The Structural Law of Data
The central concern of structural constitutional law is the organization of governmental power, but power comes in many forms. This Article is about how the law of structure regulates decision-making about, and popular control over, an increasingly potent form of power: the power government obtains from data. The government has always relied on information to meet its objectives, but the digitization of information over the last half century has yielded a distinctive form of governmental power—one that is liquid, transferable, minable, dynamic, and vital to virtually all governmental activity today.
But despite the significant literature on private-sector “data governance,” public law scholarship about data has focused centrally on privacy rights and far less on the structural law of data—and, in particular, the forms of data governance our constitutional democracy requires as data rises in importance as a form of governmental power.

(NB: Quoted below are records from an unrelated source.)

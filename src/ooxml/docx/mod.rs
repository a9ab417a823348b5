//! Word (.docx) document support.
//!
//! This module operates on the main WordprocessingML part of an unpacked
//! document (`word/document.xml`):
//!
//! - `redline`: resolving one author's tracked changes and extracting
//!   paragraph text

pub mod redline;

pub use redline::{RedlineSummary, TrackedChange, extract_text, remove_tracked_changes};
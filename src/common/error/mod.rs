//! Unified error types for the longan pipeline.
//!
//! Every stage (container loading, sanitizing, validation and packing)
//! reports failures through the single [`Error`] enum so callers can tell
//! input problems, malformed parts and failed validation apart.

// Submodule declarations
pub mod conversions;
pub mod types;

// Re-exports
pub use types::{Error, Result};
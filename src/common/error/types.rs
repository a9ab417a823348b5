//! Error type definitions.
use crate::ooxml::validate::ValidationReport;
use crate::ooxml::xml::XmlParseError;
use thiserror::Error;

/// Main error type for longan operations.
#[derive(Error, Debug)]
pub enum Error {
    /// Missing or invalid source directory, or a part that does not exist
    #[error("Input error: {0}")]
    Input(String),

    /// Output path carries an unsupported container extension
    #[error("Format error: {0}")]
    Format(String),

    /// Malformed XML in a specific part
    #[error("Parse error in {path}: {source}")]
    Parse {
        /// Member name of the offending part
        path: String,
        #[source]
        source: XmlParseError,
    },

    /// One or more requested validation checks failed
    #[error("Validation failed: {}", .0.failed_checks().join(", "))]
    Validation(Box<ValidationReport>),

    /// Relationship target that does not resolve to a part
    #[error("Broken reference {r_id} -> {target}")]
    Reference { r_id: String, target: String },

    /// Invalid pipeline configuration
    #[error("Configuration error: {0}")]
    Config(String),

    /// IO error
    #[error("IO error: {0}")]
    Io(#[from] std::io::Error),

    /// ZIP archive error
    #[error("ZIP error: {0}")]
    Zip(#[from] zip::result::ZipError),

    /// Directory traversal error
    #[error("Directory walk error: {0}")]
    Walk(#[from] walkdir::Error),
}

/// Result type for longan operations.
pub type Result<T> = std::result::Result<T, Error>;
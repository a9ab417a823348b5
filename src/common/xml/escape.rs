use aho_corasick::{AhoCorasick, MatchKind};
use once_cell::sync::Lazy;

// Named entities plus the character-reference opener. "&#" is not a prefix of
// any named entity, so LeftmostLongest never has to choose between them.
static XML_ENTITIES: Lazy<AhoCorasick> = Lazy::new(|| {
    AhoCorasick::builder()
        .match_kind(MatchKind::LeftmostLongest)
        .build(["&amp;", "&lt;", "&gt;", "&quot;", "&apos;", "&#"])
        .expect("Failed to build XML entity matcher")
});

const NAMED_REPLACEMENTS: [char; 5] = ['&', '<', '>', '"', '\''];

/// Unescape XML entity and character references.
///
/// Handles the five predefined entities and decimal/hexadecimal character
/// references in a single left-to-right pass, so `&amp;#65;` stays `&#65;`.
/// Unknown or malformed references are left unchanged.
///
/// # Examples
///
/// ```
/// use longan::common::xml::unescape_xml;
/// assert_eq!(unescape_xml("&lt;a &amp; b&gt;"), "<a & b>");
/// assert_eq!(unescape_xml("&#65;&#x42;"), "AB");
/// assert_eq!(unescape_xml("&amp;lt;"), "&lt;");
/// assert_eq!(unescape_xml("a & b"), "a & b");
/// assert_eq!(unescape_xml("&invalid;"), "&invalid;");
/// ```
pub fn unescape_xml(s: &str) -> String {
    let mut out = String::with_capacity(s.len());
    let mut last = 0;

    for m in XML_ENTITIES.find_iter(s) {
        if m.start() < last {
            // Inside a character reference consumed below
            continue;
        }
        out.push_str(&s[last..m.start()]);

        if m.pattern().as_usize() < NAMED_REPLACEMENTS.len() {
            out.push(NAMED_REPLACEMENTS[m.pattern().as_usize()]);
            last = m.end();
            continue;
        }

        match parse_char_ref(&s[m.end()..]) {
            Some((ch, consumed)) => {
                out.push(ch);
                last = m.end() + consumed;
            },
            None => {
                out.push_str("&#");
                last = m.end();
            },
        }
    }

    out.push_str(&s[last..]);
    out
}

/// Parse the body of a character reference (`65;` or `x41;`).
///
/// Returns the character and the number of bytes consumed, including the `;`.
fn parse_char_ref(rest: &str) -> Option<(char, usize)> {
    let end = memchr::memchr(b';', rest.as_bytes())?;
    let body = &rest[..end];
    let code = match body.strip_prefix('x').or_else(|| body.strip_prefix('X')) {
        Some(hex) => u32::from_str_radix(hex, 16).ok()?,
        None => body.parse::<u32>().ok()?,
    };
    char::from_u32(code).map(|ch| (ch, end + 1))
}

/// Check whether a byte is XML whitespace (space, tab, CR or LF).
#[inline]
pub fn is_xml_whitespace(b: u8) -> bool {
    matches!(b, b' ' | b'\t' | b'\r' | b'\n')
}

This Article develops an original account of data’s structural law—the processes, institutional arrangements, transparency rules, and control mechanisms that, we argue, create distinctive structural dynamics for data’s acquisition and appropriation to public projects. Doing so requires us to reconsider how law treats the category of power to which data belongs. Data is what we call an instrument of power—the means (money, land, arms, and the like) that the government uses to accomplish its many ends. The Constitution, we argue, facilitates popular control over material forms of power like data through specific and distinctive strategies, ranging from defaults to accounting mechanisms. Assessing data’s structural ecosystem against that backdrop allows us to both map the structural law of data and provide an initial diagnosis of its deficits.
Drawing on our respective fields—law and computer science—we conclude by suggesting legal and technical pathways to asserting greater procedural, institutional, and popular control over the government’s data. Indeed, we argue that data has distinctive structural possibilities because of the capacity to both channel and constrain data through technical design.